3.4.2. Modificaciones en torno a los órganos sociales

            La norma sigue dedicando un solo artículo a establecer el régimen jurídico del órgano de administración (art. 13 LSLP). Nada dice específicamente sobre la junta general de socios, por lo que ésta se regirá sin excepción por el régimen general de anónimas o limitadas, además de las funciones que expresamente le atribuye esta ley especial (Boquera, 2002).

            En cuanto al órgano de administración el contenido del artículo 13 es especialmente novedoso respecto del derogado. Este artículo mas que establecer las diferencias de régimen jurídico respecto de los órganos de administración, enuncia dos cuestiones, una hace referencia expresa al sistema de representación proporcional previsto en la LSC y, admite que pueda ser utilizado por los titulares de las acciones o participaciones de la clase «general» en caso de que la administración de la sociedad se organice mediante un consejo de administración (art. 13.2 LSP) (Lara, 1998 o Embid, 2015). Sigue sin entenderse porqué se mantiene esta posibilidad, prevista más bien para grandes sociedades, aunque ahora queda matizada su anterior redacción en dos cuestiones, se hace expresa referencia a que sólo los titulares de las acciones o participaciones de la clase «general» podrán seguir este procedimiento, imaginamos que para proteger así los derechos de la minoría, aunque se podría haber optado por otra forma menos costosa. Y pierde la obligatoriedad a que quedaba sometida en la norma derogada, al usarse ahora el verbo podrá, lo que deja a la autonomía de la voluntad de los titulares de los títulos de la clase «general» su utilización o no.  Al perder el carácter imperativo, puede matizarse la utilización de este sistema en los estatutos sociales.

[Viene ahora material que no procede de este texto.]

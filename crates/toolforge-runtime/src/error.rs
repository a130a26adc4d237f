//! Runtime error types.
//!
//! Two error types live here:
//!
//! - [`ModuleError`] is the normalized failure shape every caller of the
//!   runtime sees.  It carries a stable [`ErrorCode`], a human-readable
//!   message, free-form details, a `recoverable` flag, and remediation
//!   suggestions.
//! - [`SandboxError`] enumerates the low-level failure modes of the wasm
//!   sandbox and of module source fetching.  It never crosses the runtime
//!   facade; the classifier turns it into a [`ModuleError`].

use std::fmt;

use serde::{Deserialize, Serialize};
use serde_json::Value;

// ---------------------------------------------------------------------------
// Error codes
// ---------------------------------------------------------------------------

/// Stable, machine-readable identifier for a failure class.
#[derive(Debug, Clone, Copy, PartialEq, Eq, Hash, Serialize, Deserialize)]
#[serde(rename_all = "SCREAMING_SNAKE_CASE")]
pub enum ErrorCode {
    /// The module reference could not be resolved or materialized.
    LoadFailed,
    /// The module's `initialize` step failed.
    InitializationError,
    /// Execution exceeded the configured wall-clock ceiling.
    TimeoutError,
    /// The module reported a failure while executing.
    ExecutionError,
    /// The module artifact is malformed or failed its integrity check.
    CorruptionError,
    /// Advisory: execution was close to its resource ceilings.
    PerformanceWarning,
    /// Execution exceeded the configured memory ceiling.
    MemoryLimitExceeded,
    /// The registry has no module with the requested id.
    ModuleNotFound,
    /// The module declared itself incompatible with this host.
    IncompatibleModule,
    /// The module's circuit breaker is open; the call was not attempted.
    CircuitOpen,
    /// The caller supplied input the module cannot process.
    InvalidInput,
    /// A transient I/O failure while fetching a module or catalog.
    NetworkError,
    /// Catch-all for unclassified host failures (panics, foreign errors).
    HostRuntimeError,
}

impl ErrorCode {
    /// The wire representation, e.g. `"LOAD_FAILED"`.
    pub fn as_str(&self) -> &'static str {
        match self {
            Self::LoadFailed => "LOAD_FAILED",
            Self::InitializationError => "INITIALIZATION_ERROR",
            Self::TimeoutError => "TIMEOUT_ERROR",
            Self::ExecutionError => "EXECUTION_ERROR",
            Self::CorruptionError => "CORRUPTION_ERROR",
            Self::PerformanceWarning => "PERFORMANCE_WARNING",
            Self::MemoryLimitExceeded => "MEMORY_LIMIT_EXCEEDED",
            Self::ModuleNotFound => "MODULE_NOT_FOUND",
            Self::IncompatibleModule => "INCOMPATIBLE_MODULE",
            Self::CircuitOpen => "CIRCUIT_OPEN",
            Self::InvalidInput => "INVALID_INPUT",
            Self::NetworkError => "NETWORK_ERROR",
            Self::HostRuntimeError => "HOST_RUNTIME_ERROR",
        }
    }

    /// Whether failures with this code are worth retrying by default.
    pub fn is_transient(&self) -> bool {
        matches!(
            self,
            Self::TimeoutError | Self::PerformanceWarning | Self::NetworkError
        )
    }

    /// Default remediation hints shown to the user for this code.
    pub fn default_suggestions(&self) -> Vec<String> {
        let hints: &[&str] = match self {
            Self::LoadFailed => &[
                "Check that the module id is spelled correctly",
                "Verify the module is registered and its dependencies are available",
            ],
            Self::InitializationError => &[
                "Reload the module",
                "Check the module configuration for invalid options",
            ],
            Self::TimeoutError => &[
                "Try again with a smaller input",
                "Increase the module timeout",
            ],
            Self::ExecutionError => &[
                "Check the input format",
                "Verify the requested operation is supported by the module",
            ],
            Self::CorruptionError => &[
                "Re-download the module artifact",
                "Verify the module checksum",
            ],
            Self::PerformanceWarning => &["Consider reducing the input size"],
            Self::MemoryLimitExceeded => &[
                "Reduce the input size",
                "Increase the module memory limit",
            ],
            Self::ModuleNotFound => &["List available modules and pick a registered id"],
            Self::IncompatibleModule => &["Update the module to a version built for this host"],
            Self::CircuitOpen => &[
                "The module is failing repeatedly; wait before retrying",
                "Use an alternate module if one is available",
            ],
            Self::InvalidInput => &["Check the input against the operation's expected format"],
            Self::NetworkError => &[
                "Check network connectivity",
                "Retry the request",
            ],
            Self::HostRuntimeError => &["Retry the operation", "Report the problem if it persists"],
        };
        hints.iter().map(|s| (*s).to_owned()).collect()
    }
}

impl fmt::Display for ErrorCode {
    fn fmt(&self, f: &mut fmt::Formatter<'_>) -> fmt::Result {
        f.write_str(self.as_str())
    }
}

// ---------------------------------------------------------------------------
// ModuleError
// ---------------------------------------------------------------------------

/// The normalized failure shape surfaced by the runtime.
///
/// Build one with [`ModuleError::new`] and refine it with the `with_*`
/// methods.  The `recoverable` flag defaults to [`ErrorCode::is_transient`].
#[derive(Debug, Clone, PartialEq, Serialize, Deserialize, thiserror::Error)]
#[error("{code}: {message}")]
pub struct ModuleError {
    /// Stable machine-readable identifier.
    pub code: ErrorCode,
    /// Human-readable description.
    pub message: String,
    /// Free-form context (module id, limits, underlying cause...).
    #[serde(default)]
    pub details: Value,
    /// Whether the recovery policy may retry the failed call.
    pub recoverable: bool,
    /// Ordered remediation hints.
    #[serde(default)]
    pub suggestions: Vec<String>,
}

impl ModuleError {
    /// Create an error with code-derived defaults for `recoverable` and
    /// `suggestions`.
    pub fn new(code: ErrorCode, message: impl Into<String>) -> Self {
        Self {
            code,
            message: message.into(),
            details: Value::Null,
            recoverable: code.is_transient(),
            suggestions: code.default_suggestions(),
        }
    }

    /// Attach a detail entry.  Details are kept as a JSON object.
    pub fn with_detail(mut self, key: &str, value: impl Into<Value>) -> Self {
        if !self.details.is_object() {
            self.details = Value::Object(serde_json::Map::new());
        }
        if let Value::Object(map) = &mut self.details {
            map.insert(key.to_owned(), value.into());
        }
        self
    }

    /// Override the recoverable flag.
    pub fn with_recoverable(mut self, recoverable: bool) -> Self {
        self.recoverable = recoverable;
        self
    }

    /// Replace the suggestion list.
    pub fn with_suggestions<I, S>(mut self, suggestions: I) -> Self
    where
        I: IntoIterator<Item = S>,
        S: Into<String>,
    {
        self.suggestions = suggestions.into_iter().map(Into::into).collect();
        self
    }

    /// Wrap this error as a `LOAD_FAILED` for `module_id`, keeping the
    /// original code and message as the cause.
    pub fn into_load_failure(self, module_id: &str) -> Self {
        if self.code == ErrorCode::LoadFailed {
            return self;
        }
        let cause = self.code;
        let mut suggestions = ErrorCode::LoadFailed.default_suggestions();
        for s in self.suggestions {
            if !suggestions.contains(&s) {
                suggestions.push(s);
            }
        }
        ModuleError::new(
            ErrorCode::LoadFailed,
            format!("failed to load module '{module_id}': {}", self.message),
        )
        .with_detail("module_id", module_id)
        .with_detail("cause", cause.as_str())
        .with_recoverable(self.recoverable)
        .with_suggestions(suggestions)
    }

    /// Shorthand for a `LOAD_FAILED` error about `module_id`.
    pub fn load_failed(module_id: &str, message: impl Into<String>) -> Self {
        Self::new(ErrorCode::LoadFailed, message).with_detail("module_id", module_id)
    }

    /// Shorthand for an `INVALID_INPUT` error.
    pub fn invalid_input(message: impl Into<String>) -> Self {
        Self::new(ErrorCode::InvalidInput, message)
    }

    /// Shorthand for an `EXECUTION_ERROR`.
    pub fn execution(message: impl Into<String>) -> Self {
        Self::new(ErrorCode::ExecutionError, message)
    }

    /// The underlying cause recorded by [`into_load_failure`](Self::into_load_failure), if any.
    pub fn cause(&self) -> Option<&str> {
        self.details.get("cause").and_then(Value::as_str)
    }
}

// ---------------------------------------------------------------------------
// SandboxError
// ---------------------------------------------------------------------------

/// Low-level failures of the wasm sandbox and of module source fetching.
#[derive(Debug, thiserror::Error)]
pub enum SandboxError {
    /// Wasm module failed to compile (e.g. invalid bytecode).
    #[error("wasm compilation error: {0}")]
    Compilation(String),

    /// Wasm module could not be instantiated (e.g. missing imports).
    #[error("wasm instantiation error: {0}")]
    Instantiation(String),

    /// A Wasm function call returned an error.
    #[error("wasm execution error: {0}")]
    Execution(String),

    /// A Wasm trap was raised during execution.
    #[error("wasm trap: {0}")]
    Trap(String),

    /// The fuel budget ran out before the guest finished.
    #[error("fuel exhausted after {budget} units")]
    FuelExhausted {
        /// The configured fuel budget.
        budget: u64,
    },

    /// Execution exceeded the configured time limit.
    #[error("timeout: execution exceeded {limit_ms}ms")]
    Timeout {
        /// The configured limit in milliseconds.
        limit_ms: u64,
    },

    /// The Wasm module tried to use more memory than allowed.
    #[error("memory limit exceeded: {requested} > {limit}")]
    MemoryLimit {
        /// Requested memory in bytes.
        requested: usize,
        /// Configured maximum in bytes.
        limit: usize,
    },

    /// The artifact's digest does not match the registered checksum.
    #[error("checksum mismatch: expected {expected}, got {actual}")]
    ChecksumMismatch {
        /// Checksum recorded in the descriptor.
        expected: String,
        /// Digest of the fetched bytes.
        actual: String,
    },

    /// Fetching a remote artifact failed.
    #[error("fetch error: {0}")]
    Fetch(#[from] reqwest::Error),

    /// An I/O error occurred (e.g. reading a `.wasm` file from disk).
    #[error("io error: {0}")]
    Io(#[from] std::io::Error),
}

/// Convenience alias used throughout the runtime crate.
pub type Result<T> = std::result::Result<T, ModuleError>;

#[cfg(test)]
mod tests {
    use super::*;

    #[test]
    fn code_serializes_screaming_snake() {
        let json = serde_json::to_string(&ErrorCode::TimeoutError).unwrap();
        assert_eq!(json, "\"TIMEOUT_ERROR\"");
        let back: ErrorCode = serde_json::from_str("\"LOAD_FAILED\"").unwrap();
        assert_eq!(back, ErrorCode::LoadFailed);
    }

    #[test]
    fn display_matches_wire_name() {
        assert_eq!(ErrorCode::CircuitOpen.to_string(), "CIRCUIT_OPEN");
        let err = ModuleError::new(ErrorCode::ExecutionError, "bad input");
        assert_eq!(err.to_string(), "EXECUTION_ERROR: bad input");
    }

    #[test]
    fn new_derives_recoverable_from_code() {
        assert!(ModuleError::new(ErrorCode::TimeoutError, "slow").recoverable);
        assert!(ModuleError::new(ErrorCode::NetworkError, "reset").recoverable);
        assert!(!ModuleError::new(ErrorCode::CorruptionError, "bad").recoverable);
        assert!(!ModuleError::new(ErrorCode::InitializationError, "boom").recoverable);
    }

    #[test]
    fn new_fills_suggestions() {
        let err = ModuleError::new(ErrorCode::MemoryLimitExceeded, "too big");
        assert!(!err.suggestions.is_empty());
    }

    #[test]
    fn details_accumulate() {
        let err = ModuleError::execution("x")
            .with_detail("module_id", "json-formatter")
            .with_detail("attempt", 2);
        assert_eq!(err.details["module_id"], "json-formatter");
        assert_eq!(err.details["attempt"], 2);
    }

    #[test]
    fn load_failure_keeps_cause() {
        let err = ModuleError::new(ErrorCode::InitializationError, "init blew up")
            .into_load_failure("json-validator");
        assert_eq!(err.code, ErrorCode::LoadFailed);
        assert_eq!(err.cause(), Some("INITIALIZATION_ERROR"));
        assert!(err.message.contains("init blew up"));
        assert_eq!(err.details["module_id"], "json-validator");
    }

    #[test]
    fn load_failure_is_not_double_wrapped() {
        let err = ModuleError::load_failed("a", "nope").into_load_failure("b");
        assert_eq!(err.message, "nope");
        assert!(err.cause().is_none());
    }

    #[test]
    fn sandbox_error_display() {
        let err = SandboxError::Timeout { limit_ms: 5000 };
        assert_eq!(err.to_string(), "timeout: execution exceeded 5000ms");
        let err = SandboxError::MemoryLimit {
            requested: 32_000_000,
            limit: 16_000_000,
        };
        assert_eq!(err.to_string(), "memory limit exceeded: 32000000 > 16000000");
    }

    #[test]
    fn io_error_from_std() {
        let io_err = std::io::Error::new(std::io::ErrorKind::NotFound, "file gone");
        let sandbox_err = SandboxError::from(io_err);
        assert!(sandbox_err.to_string().contains("file gone"));
    }
}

            No obstante, sigue siendo una excepción a la LSC cuyo régimen general diseñado para las sociedades de responsabilidad limitada no lo prevé. Esta excepción nunca fue entendida por la doctrina que consideraba que los derechos de la minoría podían defenderse por otras vías. Incluso, algunos autores ven una “extralimitación del legislador”, ya que esta fórmula de elección aparece circunscrita en nuestro derecho de sociedades a la sociedad anónima y no se alcanza a entender la razón de llevar la indicada extensión institucional a las sociedades limitadas laborales  (Embid, 2015).

            No encontramos ninguna referencia que lo justifique ni en la exposición de motivos de la LSLP, ni en su parte dispositiva.

            Mayor preocupación muestra el precepto por acomodar implícitamente el comportamiento de los administradores a lo dispuesto en la Ley 31/ 2014, de 3 de diciembre, por la que se modifica la Ley de Sociedades de Capital para la mejora del gobierno corporativo. De obligado cumplimiento para todas las sociedades, también las laborales. Y en el marco de esta norma obliga a actuar a los administradores, de una parte, promoviendo aquello que  es consustancial  a la propia naturaleza de este tipo de sociedades, y por tanto, la política social tiene que ir encaminada a su consecución aunque no estuviera expresamente previsto en la norma (art. 13.3 LSLP), y de otra, deben tener un comportamiento socialmente responsable (art. 13.4. LSLP). Se echa en falta mecanismos concretos que obliguen a los administradores a impulsar dichas medidas, por lo que parece más un deseo del legislador que un mandato.

4. PÉRDIDA DE LA CALIFICACIÓN DE «LABORAL» POR LA SOCIEDAD

            Las causas de pérdida de la calificación de «laboral» por parte de la sociedad están previstas en el artículo 15 de la LSLP que hay que ponerlo en relación con el artículo 1.3 LSLP, que establece los  plazos y los requisitos para evitar la descalificación. No ha sido afortunada la redacción de este artículo, porque, si bien, están claras las causas de pérdida de la sociedad de la calificación de «laboral» y sus consecuencias, no ocurre lo mismo con los plazos y  procedimientos a seguir para llegar a la descalificación administrativa donde se utiliza una técnica de remisiones poco clara.

            Las causas siguen residiendo en el incumplimiento de los requisitos legales a que se anuda la calificación de «laboral» del artículo 1 y 14 LSLP, a las que se le añade una nueva causa, que es la posibilidad admitida legalmente de decidir democráticamente en junta general mediante acuerdo solicitar la pérdida de la calificación de «laboral» (art. 15. 4. LSLP).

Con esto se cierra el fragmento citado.